- [ABOUT THIS EXERCISE]: Go through the material below and count the lines with the string "Transport"; the number is the whole answer.

- [INPUT]:

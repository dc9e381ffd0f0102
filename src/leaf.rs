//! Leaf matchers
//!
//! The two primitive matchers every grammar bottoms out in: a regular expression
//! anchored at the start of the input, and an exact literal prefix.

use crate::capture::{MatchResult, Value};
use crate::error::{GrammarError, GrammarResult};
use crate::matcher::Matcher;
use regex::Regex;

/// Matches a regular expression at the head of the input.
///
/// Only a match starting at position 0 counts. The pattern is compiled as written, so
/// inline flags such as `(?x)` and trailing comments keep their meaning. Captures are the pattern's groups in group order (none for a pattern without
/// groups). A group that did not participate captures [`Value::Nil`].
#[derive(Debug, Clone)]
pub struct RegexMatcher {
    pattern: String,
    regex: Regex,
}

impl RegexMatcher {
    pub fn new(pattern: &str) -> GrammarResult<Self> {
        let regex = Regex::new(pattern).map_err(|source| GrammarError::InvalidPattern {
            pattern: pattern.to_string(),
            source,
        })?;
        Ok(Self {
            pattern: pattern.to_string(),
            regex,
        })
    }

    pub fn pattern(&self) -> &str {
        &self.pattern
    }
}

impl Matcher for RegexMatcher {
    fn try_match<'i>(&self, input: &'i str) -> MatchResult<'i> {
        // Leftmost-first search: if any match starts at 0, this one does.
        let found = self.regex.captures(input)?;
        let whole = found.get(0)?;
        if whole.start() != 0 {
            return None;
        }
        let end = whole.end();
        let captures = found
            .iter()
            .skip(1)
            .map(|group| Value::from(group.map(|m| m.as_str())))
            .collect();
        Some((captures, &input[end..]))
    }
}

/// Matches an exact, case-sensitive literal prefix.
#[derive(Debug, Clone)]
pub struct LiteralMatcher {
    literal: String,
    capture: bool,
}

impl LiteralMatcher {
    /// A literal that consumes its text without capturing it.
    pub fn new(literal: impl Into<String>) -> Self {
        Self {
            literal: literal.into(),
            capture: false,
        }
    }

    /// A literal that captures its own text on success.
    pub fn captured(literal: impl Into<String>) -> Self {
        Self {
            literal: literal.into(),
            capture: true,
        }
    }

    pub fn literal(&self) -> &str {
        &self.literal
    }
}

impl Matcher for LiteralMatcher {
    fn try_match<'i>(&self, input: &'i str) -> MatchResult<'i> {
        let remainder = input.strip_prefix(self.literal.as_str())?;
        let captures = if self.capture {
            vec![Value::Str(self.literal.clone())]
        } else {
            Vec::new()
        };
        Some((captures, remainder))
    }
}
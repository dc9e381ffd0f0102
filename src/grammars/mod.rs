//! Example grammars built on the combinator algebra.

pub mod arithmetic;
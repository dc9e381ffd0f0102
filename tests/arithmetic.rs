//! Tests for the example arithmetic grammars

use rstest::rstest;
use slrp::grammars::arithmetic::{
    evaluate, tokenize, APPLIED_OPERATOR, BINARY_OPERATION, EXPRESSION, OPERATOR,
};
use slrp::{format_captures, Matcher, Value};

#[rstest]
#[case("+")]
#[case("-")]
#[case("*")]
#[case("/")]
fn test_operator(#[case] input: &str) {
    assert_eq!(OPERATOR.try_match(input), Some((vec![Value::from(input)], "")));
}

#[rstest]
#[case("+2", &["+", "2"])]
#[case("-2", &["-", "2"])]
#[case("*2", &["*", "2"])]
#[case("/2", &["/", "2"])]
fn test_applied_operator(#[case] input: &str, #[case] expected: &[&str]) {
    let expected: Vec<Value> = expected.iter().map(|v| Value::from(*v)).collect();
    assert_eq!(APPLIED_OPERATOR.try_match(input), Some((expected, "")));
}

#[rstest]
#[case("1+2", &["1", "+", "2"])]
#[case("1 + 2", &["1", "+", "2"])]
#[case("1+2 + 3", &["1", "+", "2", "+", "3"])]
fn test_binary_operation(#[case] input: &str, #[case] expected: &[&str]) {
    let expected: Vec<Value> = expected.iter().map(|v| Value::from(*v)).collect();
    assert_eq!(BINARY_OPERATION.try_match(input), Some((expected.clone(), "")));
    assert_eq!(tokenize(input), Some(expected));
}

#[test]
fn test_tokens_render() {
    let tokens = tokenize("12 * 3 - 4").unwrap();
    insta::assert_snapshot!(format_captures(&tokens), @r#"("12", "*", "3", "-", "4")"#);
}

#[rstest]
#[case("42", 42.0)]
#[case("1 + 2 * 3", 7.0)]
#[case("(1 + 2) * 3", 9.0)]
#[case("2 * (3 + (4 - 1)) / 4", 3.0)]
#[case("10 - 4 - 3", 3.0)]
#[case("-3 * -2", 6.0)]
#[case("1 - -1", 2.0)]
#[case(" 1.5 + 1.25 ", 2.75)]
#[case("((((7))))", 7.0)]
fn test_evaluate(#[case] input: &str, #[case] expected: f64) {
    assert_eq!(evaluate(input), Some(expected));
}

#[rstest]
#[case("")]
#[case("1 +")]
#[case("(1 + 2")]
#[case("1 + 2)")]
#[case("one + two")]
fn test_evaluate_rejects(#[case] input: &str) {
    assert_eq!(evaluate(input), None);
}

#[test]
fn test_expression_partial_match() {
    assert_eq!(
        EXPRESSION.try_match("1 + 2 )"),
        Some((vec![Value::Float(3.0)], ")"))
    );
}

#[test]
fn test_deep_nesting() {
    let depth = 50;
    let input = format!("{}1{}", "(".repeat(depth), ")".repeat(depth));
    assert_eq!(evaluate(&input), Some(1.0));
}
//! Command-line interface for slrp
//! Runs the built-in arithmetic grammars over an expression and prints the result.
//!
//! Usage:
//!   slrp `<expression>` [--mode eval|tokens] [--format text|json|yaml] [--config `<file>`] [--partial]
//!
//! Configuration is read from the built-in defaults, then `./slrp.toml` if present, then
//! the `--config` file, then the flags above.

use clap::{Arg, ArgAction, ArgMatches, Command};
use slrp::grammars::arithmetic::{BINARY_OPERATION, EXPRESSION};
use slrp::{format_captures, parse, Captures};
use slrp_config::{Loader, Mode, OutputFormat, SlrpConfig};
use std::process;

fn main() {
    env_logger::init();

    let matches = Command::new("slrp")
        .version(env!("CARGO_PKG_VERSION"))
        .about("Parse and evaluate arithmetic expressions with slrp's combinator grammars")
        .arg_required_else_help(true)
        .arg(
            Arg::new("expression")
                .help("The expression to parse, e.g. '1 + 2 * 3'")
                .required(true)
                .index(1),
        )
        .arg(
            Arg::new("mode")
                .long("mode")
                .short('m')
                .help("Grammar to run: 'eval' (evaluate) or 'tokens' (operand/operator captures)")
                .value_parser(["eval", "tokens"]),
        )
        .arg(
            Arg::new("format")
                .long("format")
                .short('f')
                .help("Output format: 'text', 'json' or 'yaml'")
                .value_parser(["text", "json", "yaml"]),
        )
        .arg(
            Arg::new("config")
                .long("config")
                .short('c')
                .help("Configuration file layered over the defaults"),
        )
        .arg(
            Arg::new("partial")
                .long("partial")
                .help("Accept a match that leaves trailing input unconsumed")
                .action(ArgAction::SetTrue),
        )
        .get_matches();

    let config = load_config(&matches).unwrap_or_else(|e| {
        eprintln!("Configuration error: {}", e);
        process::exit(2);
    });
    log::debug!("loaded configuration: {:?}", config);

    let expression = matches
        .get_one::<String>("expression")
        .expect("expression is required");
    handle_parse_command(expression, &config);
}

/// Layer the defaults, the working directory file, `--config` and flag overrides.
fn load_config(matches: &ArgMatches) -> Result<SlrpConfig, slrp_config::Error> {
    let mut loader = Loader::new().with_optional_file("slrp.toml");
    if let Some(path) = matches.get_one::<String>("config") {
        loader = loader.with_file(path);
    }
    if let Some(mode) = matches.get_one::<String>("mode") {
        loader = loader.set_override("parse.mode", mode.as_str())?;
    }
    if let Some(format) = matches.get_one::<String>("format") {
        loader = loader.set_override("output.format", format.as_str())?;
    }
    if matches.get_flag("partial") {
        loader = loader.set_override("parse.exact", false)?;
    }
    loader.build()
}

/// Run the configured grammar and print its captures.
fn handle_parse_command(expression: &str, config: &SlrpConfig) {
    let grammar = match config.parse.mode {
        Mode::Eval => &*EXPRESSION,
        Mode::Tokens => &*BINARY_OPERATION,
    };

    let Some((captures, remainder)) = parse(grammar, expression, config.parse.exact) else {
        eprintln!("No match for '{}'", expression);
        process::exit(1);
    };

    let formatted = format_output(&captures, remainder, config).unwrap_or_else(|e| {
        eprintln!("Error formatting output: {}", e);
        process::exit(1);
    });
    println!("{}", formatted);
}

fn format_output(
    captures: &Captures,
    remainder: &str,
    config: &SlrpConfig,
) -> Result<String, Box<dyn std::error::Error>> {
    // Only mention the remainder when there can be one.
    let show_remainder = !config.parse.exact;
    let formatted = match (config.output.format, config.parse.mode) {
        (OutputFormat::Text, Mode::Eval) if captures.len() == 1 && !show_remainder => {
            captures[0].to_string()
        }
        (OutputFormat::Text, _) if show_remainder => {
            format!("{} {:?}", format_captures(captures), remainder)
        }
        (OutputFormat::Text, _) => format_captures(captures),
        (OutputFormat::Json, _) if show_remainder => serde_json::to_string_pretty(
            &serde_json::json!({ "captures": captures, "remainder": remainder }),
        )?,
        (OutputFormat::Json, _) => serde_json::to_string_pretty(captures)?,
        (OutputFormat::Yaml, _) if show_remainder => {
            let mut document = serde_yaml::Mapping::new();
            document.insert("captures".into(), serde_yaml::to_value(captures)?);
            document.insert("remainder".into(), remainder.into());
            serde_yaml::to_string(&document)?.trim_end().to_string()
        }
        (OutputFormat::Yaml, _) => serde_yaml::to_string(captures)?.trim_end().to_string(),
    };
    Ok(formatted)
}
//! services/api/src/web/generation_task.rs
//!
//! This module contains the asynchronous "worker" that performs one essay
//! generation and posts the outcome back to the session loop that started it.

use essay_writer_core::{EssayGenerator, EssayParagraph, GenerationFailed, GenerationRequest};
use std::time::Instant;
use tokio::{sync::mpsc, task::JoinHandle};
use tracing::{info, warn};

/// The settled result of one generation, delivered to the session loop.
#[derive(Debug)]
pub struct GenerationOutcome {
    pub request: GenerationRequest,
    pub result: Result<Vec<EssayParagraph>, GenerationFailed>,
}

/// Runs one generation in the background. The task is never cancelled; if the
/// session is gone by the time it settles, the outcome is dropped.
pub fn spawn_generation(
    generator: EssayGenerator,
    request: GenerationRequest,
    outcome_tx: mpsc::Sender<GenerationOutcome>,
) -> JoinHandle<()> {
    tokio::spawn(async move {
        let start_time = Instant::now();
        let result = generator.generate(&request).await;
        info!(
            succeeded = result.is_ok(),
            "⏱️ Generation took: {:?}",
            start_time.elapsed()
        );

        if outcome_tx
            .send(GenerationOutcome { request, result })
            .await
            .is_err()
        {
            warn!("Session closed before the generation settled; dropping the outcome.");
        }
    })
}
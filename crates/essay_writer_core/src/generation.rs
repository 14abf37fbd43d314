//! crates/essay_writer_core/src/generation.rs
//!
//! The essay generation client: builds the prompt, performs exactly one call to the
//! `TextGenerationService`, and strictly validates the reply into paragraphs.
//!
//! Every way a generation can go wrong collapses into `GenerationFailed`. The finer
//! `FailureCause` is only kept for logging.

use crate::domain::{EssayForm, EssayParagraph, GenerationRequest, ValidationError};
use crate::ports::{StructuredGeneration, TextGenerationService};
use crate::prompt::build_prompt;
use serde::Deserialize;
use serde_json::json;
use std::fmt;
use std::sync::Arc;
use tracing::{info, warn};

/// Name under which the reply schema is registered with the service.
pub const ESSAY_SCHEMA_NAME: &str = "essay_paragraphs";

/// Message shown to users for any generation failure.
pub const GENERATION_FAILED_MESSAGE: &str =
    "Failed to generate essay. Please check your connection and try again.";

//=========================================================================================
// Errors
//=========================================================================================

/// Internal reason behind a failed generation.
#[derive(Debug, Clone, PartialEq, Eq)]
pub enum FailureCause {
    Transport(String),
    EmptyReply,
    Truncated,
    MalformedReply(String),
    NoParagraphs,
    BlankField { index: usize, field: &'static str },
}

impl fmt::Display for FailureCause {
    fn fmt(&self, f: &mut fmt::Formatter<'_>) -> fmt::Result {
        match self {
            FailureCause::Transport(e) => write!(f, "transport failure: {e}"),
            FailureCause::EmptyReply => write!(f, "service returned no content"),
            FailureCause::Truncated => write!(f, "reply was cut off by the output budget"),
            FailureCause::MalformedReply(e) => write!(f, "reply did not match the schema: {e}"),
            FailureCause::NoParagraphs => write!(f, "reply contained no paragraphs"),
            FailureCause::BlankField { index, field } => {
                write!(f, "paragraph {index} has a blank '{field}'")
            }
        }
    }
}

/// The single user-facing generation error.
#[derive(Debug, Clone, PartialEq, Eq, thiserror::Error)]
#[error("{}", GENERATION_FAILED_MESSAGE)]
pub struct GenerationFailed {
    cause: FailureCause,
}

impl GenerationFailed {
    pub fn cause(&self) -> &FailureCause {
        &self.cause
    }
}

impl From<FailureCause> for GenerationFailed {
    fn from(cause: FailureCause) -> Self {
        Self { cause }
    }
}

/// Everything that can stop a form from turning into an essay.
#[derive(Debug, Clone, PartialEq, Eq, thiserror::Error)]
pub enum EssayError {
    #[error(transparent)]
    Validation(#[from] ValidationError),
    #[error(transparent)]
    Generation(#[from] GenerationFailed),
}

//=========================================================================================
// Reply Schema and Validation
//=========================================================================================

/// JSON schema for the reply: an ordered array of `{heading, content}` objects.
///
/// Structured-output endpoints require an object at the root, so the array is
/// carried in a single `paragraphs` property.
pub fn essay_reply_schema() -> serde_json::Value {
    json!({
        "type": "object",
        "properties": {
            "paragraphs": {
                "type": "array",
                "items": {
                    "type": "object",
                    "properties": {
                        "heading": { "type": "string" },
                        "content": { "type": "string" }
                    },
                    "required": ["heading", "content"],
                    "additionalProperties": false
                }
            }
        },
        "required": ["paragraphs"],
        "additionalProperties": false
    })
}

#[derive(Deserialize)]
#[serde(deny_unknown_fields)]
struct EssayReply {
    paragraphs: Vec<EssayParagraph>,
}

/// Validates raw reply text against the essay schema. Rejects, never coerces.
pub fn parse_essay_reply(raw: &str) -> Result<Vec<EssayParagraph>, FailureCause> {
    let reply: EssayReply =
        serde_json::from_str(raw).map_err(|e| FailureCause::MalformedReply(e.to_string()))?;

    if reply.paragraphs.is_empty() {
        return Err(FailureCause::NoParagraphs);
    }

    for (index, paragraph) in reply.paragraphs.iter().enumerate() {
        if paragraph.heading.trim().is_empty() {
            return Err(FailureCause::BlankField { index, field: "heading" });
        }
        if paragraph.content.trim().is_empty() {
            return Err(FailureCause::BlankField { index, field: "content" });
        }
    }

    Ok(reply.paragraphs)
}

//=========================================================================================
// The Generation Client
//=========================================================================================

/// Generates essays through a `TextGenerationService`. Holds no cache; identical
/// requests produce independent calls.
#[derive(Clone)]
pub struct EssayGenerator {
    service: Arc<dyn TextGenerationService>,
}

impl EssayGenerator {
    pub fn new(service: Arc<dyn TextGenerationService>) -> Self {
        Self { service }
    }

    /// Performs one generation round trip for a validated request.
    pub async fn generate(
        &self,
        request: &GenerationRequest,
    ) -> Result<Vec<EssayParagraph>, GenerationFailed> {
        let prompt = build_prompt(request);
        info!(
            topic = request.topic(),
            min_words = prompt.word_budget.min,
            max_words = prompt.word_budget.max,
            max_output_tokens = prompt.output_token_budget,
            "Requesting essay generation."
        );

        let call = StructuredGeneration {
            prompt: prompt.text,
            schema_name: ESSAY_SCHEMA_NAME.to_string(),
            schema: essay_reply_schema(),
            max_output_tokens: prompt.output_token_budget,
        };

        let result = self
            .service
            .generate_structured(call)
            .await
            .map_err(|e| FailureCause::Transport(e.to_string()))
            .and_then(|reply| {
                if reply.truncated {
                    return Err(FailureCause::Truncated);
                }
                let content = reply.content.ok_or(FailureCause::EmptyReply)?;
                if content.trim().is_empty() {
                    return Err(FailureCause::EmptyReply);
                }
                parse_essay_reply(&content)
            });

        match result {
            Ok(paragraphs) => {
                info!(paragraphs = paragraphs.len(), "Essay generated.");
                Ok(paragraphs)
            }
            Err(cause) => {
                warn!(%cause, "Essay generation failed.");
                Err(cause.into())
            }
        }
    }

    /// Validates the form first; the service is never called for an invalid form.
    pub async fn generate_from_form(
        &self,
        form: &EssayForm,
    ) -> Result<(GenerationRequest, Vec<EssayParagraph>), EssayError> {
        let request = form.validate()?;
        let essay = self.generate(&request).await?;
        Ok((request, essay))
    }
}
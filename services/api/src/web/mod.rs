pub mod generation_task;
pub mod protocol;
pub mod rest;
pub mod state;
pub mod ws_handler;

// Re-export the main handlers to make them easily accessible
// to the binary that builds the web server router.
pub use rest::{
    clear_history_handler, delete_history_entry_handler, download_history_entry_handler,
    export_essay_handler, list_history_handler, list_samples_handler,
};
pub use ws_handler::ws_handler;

- [SOLUTION TO THE EXERCISE]: 3